(INPUT DATA)
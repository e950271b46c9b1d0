//! Help popup widget with the key reference.

use ratatui::Frame;
use ratatui::layout::{Constraint, Layout, Rect};
use ratatui::style::{Color, Style};
use ratatui::text::{Line, Span};
use ratatui::widgets::{Block, Borders, Clear, Paragraph, Wrap};

/// Renders the help popup centered on screen with scroll support.
/// `scroll` is clamped to the content height.
pub fn render_help(frame: &mut Frame, area: Rect, scroll: &mut usize) {
    // Calculate popup size (60% width, 80% height, clamped to 40-80 x 10-30)
    let popup_width = (area.width * 60 / 100).clamp(40, 80).min(area.width);
    let popup_height = (area.height * 80 / 100).clamp(10, 30).min(area.height);

    let popup_x = area.x + (area.width.saturating_sub(popup_width)) / 2;
    let popup_y = area.y + (area.height.saturating_sub(popup_height)) / 2;

    let popup_area = Rect::new(popup_x, popup_y, popup_width, popup_height);

    frame.render_widget(Clear, popup_area);

    let content = help_lines();
    let content_lines = content.len();

    let block = Block::default()
        .title(" Help ")
        .borders(Borders::ALL)
        .border_style(Style::default().fg(Color::Cyan));

    let inner = block.inner(popup_area);
    frame.render_widget(block, popup_area);

    let chunks = Layout::vertical([
        Constraint::Min(1),    // Content
        Constraint::Length(1), // Footer
    ])
    .split(inner);

    let visible_height = chunks[0].height as usize;
    let max_scroll = content_lines.saturating_sub(visible_height);
    if *scroll > max_scroll {
        *scroll = max_scroll;
    }

    let paragraph = Paragraph::new(content)
        .wrap(Wrap { trim: false })
        .scroll((*scroll as u16, 0))
        .style(Style::default().fg(Color::White));
    frame.render_widget(paragraph, chunks[0]);

    let scroll_info = if max_scroll > 0 {
        format!(" [{}/{}]", *scroll + 1, max_scroll + 1)
    } else {
        String::new()
    };
    let footer = Paragraph::new(Line::from(vec![
        Span::styled("Press ", Style::default().fg(Color::DarkGray)),
        Span::styled("?", Style::default().fg(Color::Yellow)),
        Span::styled(" or ", Style::default().fg(Color::DarkGray)),
        Span::styled("Esc", Style::default().fg(Color::Yellow)),
        Span::styled(" to close", Style::default().fg(Color::DarkGray)),
        Span::styled(scroll_info, Style::default().fg(Color::DarkGray)),
    ]));
    frame.render_widget(footer, chunks[1]);
}

fn section(title: &'static str) -> Line<'static> {
    Line::from(Span::styled(title, Style::default().fg(Color::Yellow)))
}

fn help_lines() -> Vec<Line<'static>> {
    vec![
        section("Tabs:"),
        Line::from("1-4      - Generated / Published / Scheduled / Archived"),
        Line::from("0        - All statuses"),
        Line::from("Tab      - Next tab (Shift-Tab: previous)"),
        Line::from(""),
        section("Search:"),
        Line::from("/        - Search title and keyword (case-insensitive)"),
        Line::from("           Enter keeps the term, Esc clears it"),
        Line::from(""),
        section("Sorting:"),
        Line::from("t        - Sort by keyword traffic"),
        Line::from("w        - Sort by word count"),
        Line::from("           Pressing again reverses the direction"),
        Line::from(""),
        section("Rows and pages:"),
        Line::from("j/k      - Move cursor (also Up/Down, Home/End)"),
        Line::from("[ / ]    - Previous / next page (also Left/Right)"),
        Line::from("p        - Cycle entries per page"),
        Line::from("Enter    - Article preview"),
        Line::from(""),
        section("Selection:"),
        Line::from("Space    - Toggle the row under the cursor"),
        Line::from("a        - Toggle every row on the page"),
        Line::from("c        - Clear the selection"),
        Line::from("           Selection survives filtering and paging"),
        Line::from(""),
        section("Actions:"),
        Line::from("P        - Publish the row under the cursor"),
        Line::from("B        - Publish selected articles"),
        Line::from("x        - Archive the row under the cursor"),
        Line::from("X        - Archive selected articles"),
        Line::from(""),
        section("General:"),
        Line::from("n        - Focus the sidebar menu"),
        Line::from("r        - Reload articles"),
        Line::from("?        - Toggle this help"),
        Line::from("q        - Quit"),
    ]
}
(End INPUT DATA)
YOUR INSTRUCTIONS
Gather all lines with the string "Search" from the data.

SOLUTION TO THIS EXERCISE
        section("Search:"),
        Line::from("/        - Search title and keyword (case-insensitive)"),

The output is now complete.